● **Stored items from a collection**

------------------------

use serde::{Deserialize, Serialize};

/// Machine-readable failure class carried on results.
#[derive(Debug, Clone, Copy, PartialEq, Eq, Serialize, Deserialize)]
#[serde(rename_all = "camelCase")]
pub enum ErrorKind {
    UnknownEndpoint,
    UnknownFlow,
    MissingParameters,
    MissingCredential,
    Timeout,
    DeadlineExceeded,
    UpstreamStatus,
    UpstreamError,
    Transport,
    InvalidRequest,
}

#[derive(Debug, thiserror::Error)]
pub enum ExecutionError {
    #[error("unknown endpoint: {0}")]
    UnknownEndpoint(String),

    #[error("unknown flow: {0}")]
    UnknownFlow(String),

    #[error("missing required parameters: {}", .0.join(", "))]
    MissingParameters(Vec<String>),

    #[error("{provider} API key not configured (set {env_var})")]
    MissingCredential { provider: String, env_var: String },

    #[error("request timed out after {0} ms")]
    Timeout(u64),

    #[error("flow deadline of {0} ms exceeded")]
    DeadlineExceeded(u64),

    #[error("upstream returned status {status}")]
    UpstreamStatus { status: u16 },

    #[error("upstream error: {0}")]
    UpstreamError(String),

    #[error("request failed: {0}")]
    Transport(#[from] reqwest::Error),

    #[error("invalid request: {0}")]
    InvalidRequest(String),
}

impl ExecutionError {
    pub fn kind(&self) -> ErrorKind {
        match self {
            Self::UnknownEndpoint(_) => ErrorKind::UnknownEndpoint,
            Self::UnknownFlow(_) => ErrorKind::UnknownFlow,
            Self::MissingParameters(_) => ErrorKind::MissingParameters,
            Self::MissingCredential { .. } => ErrorKind::MissingCredential,
            Self::Timeout(_) => ErrorKind::Timeout,
            Self::DeadlineExceeded(_) => ErrorKind::DeadlineExceeded,
            Self::UpstreamStatus { .. } => ErrorKind::UpstreamStatus,
            Self::UpstreamError(_) => ErrorKind::UpstreamError,
            Self::Transport(_) => ErrorKind::Transport,
            Self::InvalidRequest(_) => ErrorKind::InvalidRequest,
        }
    }
}

#[cfg(test)]
mod tests {
    use super::*;

    #[test]
    fn credential_error_mentions_api_key() {
        let e = ExecutionError::MissingCredential {
            provider: "moralis".into(),
            env_var: "MORALIS_API_KEY".into(),
        };
        assert!(e.to_string().contains("API key"));
        assert_eq!(e.kind(), ErrorKind::MissingCredential);
        assert_eq!(serde_json::to_value(e.kind()).unwrap(), "missingCredential");
    }

    #[test]
    fn missing_parameters_lists_names() {
        let e = ExecutionError::MissingParameters(vec!["latitude".into(), "longitude".into()]);
        assert_eq!(e.to_string(), "missing required parameters: latitude, longitude");
    }
}
use std::collections::BTreeMap;
use std::sync::{RwLock, RwLockReadGuard, RwLockWriteGuard};

use apiloom_core::{
    normalize_id, ApiSource, AuthMode, AutoFlow, CatalogEntry, FlowProvenance, HealthStatus,
    SourceStatus,
};
use chrono::{DateTime, Utc};
use indexmap::IndexMap;
use tracing::{debug, info, warn};

use crate::stats::CatalogStats;

/// What `store_api` did with an incoming entry.
#[derive(Debug, Clone, Copy, PartialEq, Eq)]
pub enum StoreOutcome {
    Inserted,
    Updated,
    /// An entry with the same id and an equal or newer `last_checked` exists.
    Unchanged,
}

/// In-memory registry of catalog entries, flows, and sources.
///
/// Created once at process start and shared as `Arc<CatalogStore>`.
/// Every mutation is a single write-locked map operation:
/// ```text
/// entries  normalized id → CatalogEntry   (overwrite only if newer)
/// flows    flow id       → AutoFlow       (auto flows fully replaced)
/// sources  source id     → ApiSource      (upsert)
/// ```
#[derive(Debug, Default)]
pub struct CatalogStore {
    entries: RwLock<BTreeMap<String, CatalogEntry>>,
    flows: RwLock<IndexMap<String, AutoFlow>>,
    sources: RwLock<IndexMap<String, ApiSource>>,
    last_full_ingest: RwLock<Option<DateTime<Utc>>>,
}

// Poisoning only means another thread panicked mid-write of a plain map;
// the map itself is still structurally valid.
fn read<T>(lock: &RwLock<T>) -> RwLockReadGuard<'_, T> {
    lock.read().unwrap_or_else(|e| e.into_inner())
}

fn write<T>(lock: &RwLock<T>) -> RwLockWriteGuard<'_, T> {
    lock.write().unwrap_or_else(|e| e.into_inner())
}

impl CatalogStore {
    pub fn new() -> Self {
        Self::default()
    }

    // ── Entries ─────────────────────────────────────────────────

    /// Store an entry under its normalized id, keeping the freshest copy.
    pub fn store_api(&self, entry: CatalogEntry) -> StoreOutcome {
        let id = normalize_id(&entry.name);
        if id.is_empty() {
            warn!(name = %entry.name, "entry name normalizes to an empty id, not stored");
            return StoreOutcome::Unchanged;
        }

        let mut entries = write(&self.entries);
        match entries.get(&id) {
            Some(existing) if existing.last_checked >= entry.last_checked => StoreOutcome::Unchanged,
            Some(_) => {
                entries.insert(id, entry);
                StoreOutcome::Updated
            }
            None => {
                entries.insert(id, entry);
                StoreOutcome::Inserted
            }
        }
    }

    pub fn get_api(&self, id: &str) -> Option<CatalogEntry> {
        read(&self.entries).get(&normalize_id(id)).cloned()
    }

    pub fn get_all_apis(&self) -> Vec<CatalogEntry> {
        read(&self.entries).values().cloned().collect()
    }

    pub fn api_count(&self) -> usize {
        read(&self.entries).len()
    }

    pub fn by_category(&self, category: &str) -> Vec<CatalogEntry> {
        self.filtered(|e| e.category.eq_ignore_ascii_case(category.trim()))
    }

    pub fn by_source(&self, source_id: &str) -> Vec<CatalogEntry> {
        self.filtered(|e| e.source == source_id)
    }

    pub fn healthy_apis(&self) -> Vec<CatalogEntry> {
        self.filtered(|e| e.health == HealthStatus::Healthy)
    }

    pub fn no_auth_apis(&self) -> Vec<CatalogEntry> {
        self.filtered(|e| e.auth == AuthMode::None)
    }

    /// Case-insensitive substring search over name, description, category.
    pub fn search(&self, query: &str) -> Vec<CatalogEntry> {
        let q = query.trim().to_lowercase();
        if q.is_empty() {
            return self.get_all_apis();
        }
        self.filtered(|e| {
            e.name.to_lowercase().contains(&q)
                || e.description.to_lowercase().contains(&q)
                || e.category.to_lowercase().contains(&q)
        })
    }

    fn filtered(&self, pred: impl Fn(&CatalogEntry) -> bool) -> Vec<CatalogEntry> {
        read(&self.entries).values().filter(|e| pred(e)).cloned().collect()
    }

    /// Record a health probe. Goes through the same freshness guard as
    /// ingestion, so a probe older than the stored entry is ignored.
    pub fn update_health(&self, id: &str, health: HealthStatus, checked_at: DateTime<Utc>) -> StoreOutcome {
        let Some(mut entry) = self.get_api(id) else {
            return StoreOutcome::Unchanged;
        };
        entry.health = health;
        entry.last_checked = checked_at;
        self.store_api(entry)
    }

    /// Admin removal. Returns the removed entry.
    pub fn remove_api(&self, id: &str) -> Option<CatalogEntry> {
        let removed = write(&self.entries).remove(&normalize_id(id));
        if let Some(entry) = &removed {
            info!(api = %entry.name, "catalog entry removed");
        }
        removed
    }

    /// Admin clear of entries and flows. Sources stay registered.
    pub fn clear_catalog(&self) {
        let removed = {
            let mut entries = write(&self.entries);
            let n = entries.len();
            entries.clear();
            n
        };
        write(&self.flows).clear();
        *write(&self.last_full_ingest) = None;
        info!(removed, "catalog cleared");
    }

    // ── Flows ───────────────────────────────────────────────────

    pub fn store_flow(&self, flow: AutoFlow) {
        write(&self.flows).insert(flow.id.clone(), flow);
    }

    /// Replace every auto-provenance flow with `flows`. Manual flows survive.
    pub fn replace_auto_flows(&self, flows: Vec<AutoFlow>) {
        let mut map = write(&self.flows);
        map.retain(|_, f| f.provenance != FlowProvenance::Auto);
        for flow in flows {
            map.insert(flow.id.clone(), flow);
        }
        debug!(total = map.len(), "flows replaced");
    }

    pub fn get_flow(&self, id: &str) -> Option<AutoFlow> {
        read(&self.flows).get(id).cloned()
    }

    pub fn get_all_flows(&self) -> Vec<AutoFlow> {
        read(&self.flows).values().cloned().collect()
    }

    pub fn remove_flow(&self, id: &str) -> Option<AutoFlow> {
        write(&self.flows).shift_remove(id)
    }

    pub fn flow_count(&self) -> usize {
        read(&self.flows).len()
    }

    // ── Sources ─────────────────────────────────────────────────

    pub fn store_source(&self, source: ApiSource) {
        write(&self.sources).insert(source.id.clone(), source);
    }

    pub fn get_source(&self, id: &str) -> Option<ApiSource> {
        read(&self.sources).get(id).cloned()
    }

    pub fn get_all_sources(&self) -> Vec<ApiSource> {
        read(&self.sources).values().cloned().collect()
    }

    /// Record the outcome of a fetch against a registered source.
    pub fn update_source_status(&self, id: &str, status: SourceStatus, error: Option<String>) {
        if let Some(source) = write(&self.sources).get_mut(id) {
            source.status = status;
            source.error = error;
            source.last_fetch = Some(Utc::now());
        }
    }

    // ── Ingest bookkeeping & stats ──────────────────────────────

    pub fn set_last_full_ingest(&self, at: DateTime<Utc>) {
        *write(&self.last_full_ingest) = Some(at);
    }

    pub fn last_full_ingest(&self) -> Option<DateTime<Utc>> {
        *read(&self.last_full_ingest)
    }

    /// Aggregate statistics, recomputed from current state on every call.
    pub fn get_stats(&self) -> CatalogStats {
        let entries = read(&self.entries);
        CatalogStats::compute(
            entries.values(),
            self.flow_count(),
            read(&self.sources).len(),
            self.last_full_ingest(),
        )
    }
}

------------------------

Would you copy out every line in the records that includes the string "enum"?

● **Answer for the task**
pub enum ErrorKind {
pub enum ExecutionError {
pub enum StoreOutcome {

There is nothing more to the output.